Professor Humphrey Osmond, Dr. Stanislav Grof, Professor Roland Griffiths, Dr. Charles Grob, just a few medical/psychiatric experts who say that LSD does have beneficial medical uses and that research should continue. Yet you seem to know better.
You say it is medically useless while many REAL medical/psychiatric experts disagree. You say that anyone credible who suggested medical uses of LSD in was fired or is now dead. Totally wrong.
If it is without a doubt medically useless, why did the FDA just a few years ago approve a clinical trial on the use of LSD to treat anxiety in cancer patients?
Why did the ethics board approve Dr. Gasser in his current study on LSD -he is finalizing the study for the FDA and preparing a manuscript for publication! The phase II double‐blind, placebo controlled dose response pilot study was completed just last year and
every single person says that they benefitted from the LSD.
Dr. Gasser announced last year:
"Yesterday we had the second and final LSD‐assisted psychotherapy session of the 12th participant in our study.
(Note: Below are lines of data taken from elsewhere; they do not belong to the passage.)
//! Кеш с TTL для слоя персистентности: явная абстракция
//! ключ -> (значение, отметка времени). Никакого глобального состояния —
//! чистое ядро генерации про этот кеш не знает.

use std::collections::HashMap;
use std::sync::Arc;
use std::time::{Duration, Instant};

use tokio::sync::RwLock;
use tracing::debug;

#[derive(Clone)]
pub struct TtlCache<V> {
    ttl: Duration,
    entries: Arc<RwLock<HashMap<String, (V, Instant)>>>,
}

impl<V: Clone> TtlCache<V> {
    pub fn new(ttl: Duration) -> Self {
        Self {
            ttl,
            entries: Arc::new(RwLock::new(HashMap::new())),
        }
    }

    /// Значение по ключу, если оно ещё не протухло.
    pub async fn get(&self, key: &str) -> Option<V> {
        let entries = self.entries.read().await;
        match entries.get(key) {
            Some((value, stored_at)) if stored_at.elapsed() < self.ttl => Some(value.clone()),
            _ => None,
        }
    }

    pub async fn insert(&self, key: impl Into<String>, value: V) {
        let mut entries = self.entries.write().await;
        entries.insert(key.into(), (value, Instant::now()));
    }

    pub async fn invalidate(&self, key: &str) {
        let mut entries = self.entries.write().await;
        entries.remove(key);
    }

    /// Убирает протухшие записи; вызывается фоновой задачей.
    pub async fn purge_expired(&self) {
        let mut entries = self.entries.write().await;
        let before = entries.len();
        entries.retain(|_, (_, stored_at)| stored_at.elapsed() < self.ttl);
        let purged = before - entries.len();
        if purged > 0 {
            debug!("purged {} expired cache entries", purged);
        }
    }
}
//! Error taxonomy.
//!
//! Every failure here is recoverable: the shell reports it on one line and
//! the command loop continues in whatever state preceded the operation.

use thiserror::Error;

/// Opaque failure from the transport layer.
#[derive(Debug, Error)]
#[error("{message}")]
pub struct TransportError {
    message: String,
}

impl TransportError {
    pub fn new(message: impl Into<String>) -> Self {
        Self {
            message: message.into(),
        }
    }
}

/// Failures of session operations, distinguishable per cause.
#[derive(Debug, Error)]
pub enum SessionError {
    /// Scan failed; the previously cached device list is left untouched.
    #[error("scan failed: {0}")]
    Scan(TransportError),

    /// Connect or service discovery failed; the session stays idle and the
    /// registry stays empty.
    #[error("connect failed: {0}")]
    Connect(TransportError),

    #[error("read failed: {0}")]
    Read(TransportError),

    #[error("write failed: {0}")]
    Write(TransportError),

    /// The handle is not in the current connection's registry. Also raised
    /// while idle, where the registry is empty by invariant.
    #[error("no characteristic with handle {0}")]
    UnknownHandle(u16),

    #[error("characteristic {0} is not readable")]
    NotReadable(u16),

    /// Read payload is not valid UTF-8; the raw bytes stay available via
    /// [`std::string::FromUtf8Error::as_bytes`].
    #[error("value is not valid UTF-8")]
    Decode(#[from] std::string::FromUtf8Error),

    #[error("already connected to {0}")]
    AlreadyConnected(String),

    #[error("device index {index} out of range ({count} devices known)")]
    DeviceIndex { index: usize, count: usize },
}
This means that we are more or less at the end of the first therapeutic LSD study in 35 years that started in November 2007 when Albert Hofmann was still alive.
I am proud to say that we had in 30 sessions (22 with full dose 200 μg LSD and 8 with placebo dose 20 μg LSD) no severe side effects such as psychotic experiences or suicidal crisis or flashbacks or severe anxieties (bad trips). That means that we can show that LSD treatment can be safe when it is done in a carefully controlled clinical setting.
We also can say that all the 12 participants reported a benefit from the treatment. Comments from the participants include that they see their lives more clearly; that they are more aware of what is important and meaningful and what is not for the remaining time they have; that they are more differentiated in relationships that are helpful and joyful and others that are time and energy consuming. They reported doing good and healthy things like having time for themselves, listening to music they like (or discovering music again) or being more relaxed toward everything that happened in their everyday life.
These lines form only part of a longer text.